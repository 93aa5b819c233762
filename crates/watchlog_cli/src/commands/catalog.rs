use super::Output;
use crate::cli::{CatalogArgs, CatalogEditArgs};
use anyhow::Result;
use watchlog_core::{genre_counts, CatalogDraft, ListFilter, Tracker};

pub fn list(
    tracker: &Tracker,
    output: &Output,
    names: Vec<String>,
    genres: Vec<String>,
) -> Result<()> {
    let filter = ListFilter {
        names: names.into_iter().collect(),
        genres: genres.into_iter().collect(),
    };
    let catalog = tracker.catalog();
    let rows = catalog.list(&filter);
    if output.json_rows(&rows)? {
        return Ok(());
    }

    println!("Catalog");
    println!("{:-<70}", "");
    for entry in &rows {
        println!(
            "#{} {} [{}] {} | {}",
            entry.list_id, entry.name, entry.category, entry.genre, entry.note
        );
        let preview = entry.description_preview();
        if !preview.is_empty() {
            println!("  {preview}");
        }
    }
    println!();
    println!(
        "Showing {} of {} entries",
        rows.len(),
        catalog.table().len()
    );

    let counts = genre_counts(rows.iter().copied());
    if counts.is_empty() {
        println!("No data for the genre summary.");
        return Ok(());
    }
    println!();
    println!("Entries per genre");
    for count in counts {
        println!("  {:<24} {}", count.genre, count.count);
    }
    Ok(())
}

pub fn add(tracker: &mut Tracker, args: CatalogArgs) -> Result<()> {
    let id = tracker.add_catalog_entry(CatalogDraft {
        list_id: args.id,
        name: args.name,
        note: args.note,
        category: args.category,
        genre: args.genre,
        description: args.description,
    })?;
    println!("✓ Saved catalog entry #{id}");
    Ok(())
}

pub fn edit(tracker: &mut Tracker, current_name: &str, fields: CatalogEditArgs) -> Result<()> {
    let Some(mut entry) = tracker
        .catalog()
        .table()
        .rows()
        .iter()
        .find(|entry| entry.name == current_name)
        .cloned()
    else {
        println!("No catalog entry named '{current_name}'.");
        println!("Use 'watchlog list' to see names.");
        return Ok(());
    };

    if let Some(id) = fields.id {
        entry.list_id = id;
    }
    if let Some(name) = fields.name {
        entry.name = name;
    }
    if let Some(note) = fields.note {
        entry.note = note;
    }
    if let Some(category) = fields.category {
        entry.category = category;
    }
    if let Some(genre) = fields.genre {
        entry.genre = genre;
    }
    if let Some(description) = fields.description {
        entry.description = description;
    }

    tracker.edit_catalog_entry(current_name, entry)?;
    println!("✓ Updated '{current_name}'");
    Ok(())
}

pub fn remove(tracker: &mut Tracker, name: &str) -> Result<()> {
    let removed = tracker.remove_catalog_entry(name)?;
    if removed == 0 {
        println!("No catalog entry named '{name}'.");
    } else {
        println!("✓ Removed {removed} catalog entr{}", plural_y(removed));
    }
    Ok(())
}

fn plural_y(count: usize) -> &'static str {
    if count == 1 {
        "y"
    } else {
        "ies"
    }
}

- - - - -

◆ **What to produce**: Look through the entries above. Extract each line with the word "names".

◆ **Task response**:
    names: Vec<String>,
        names: names.into_iter().collect(),
        println!("Use 'watchlog list' to see names.");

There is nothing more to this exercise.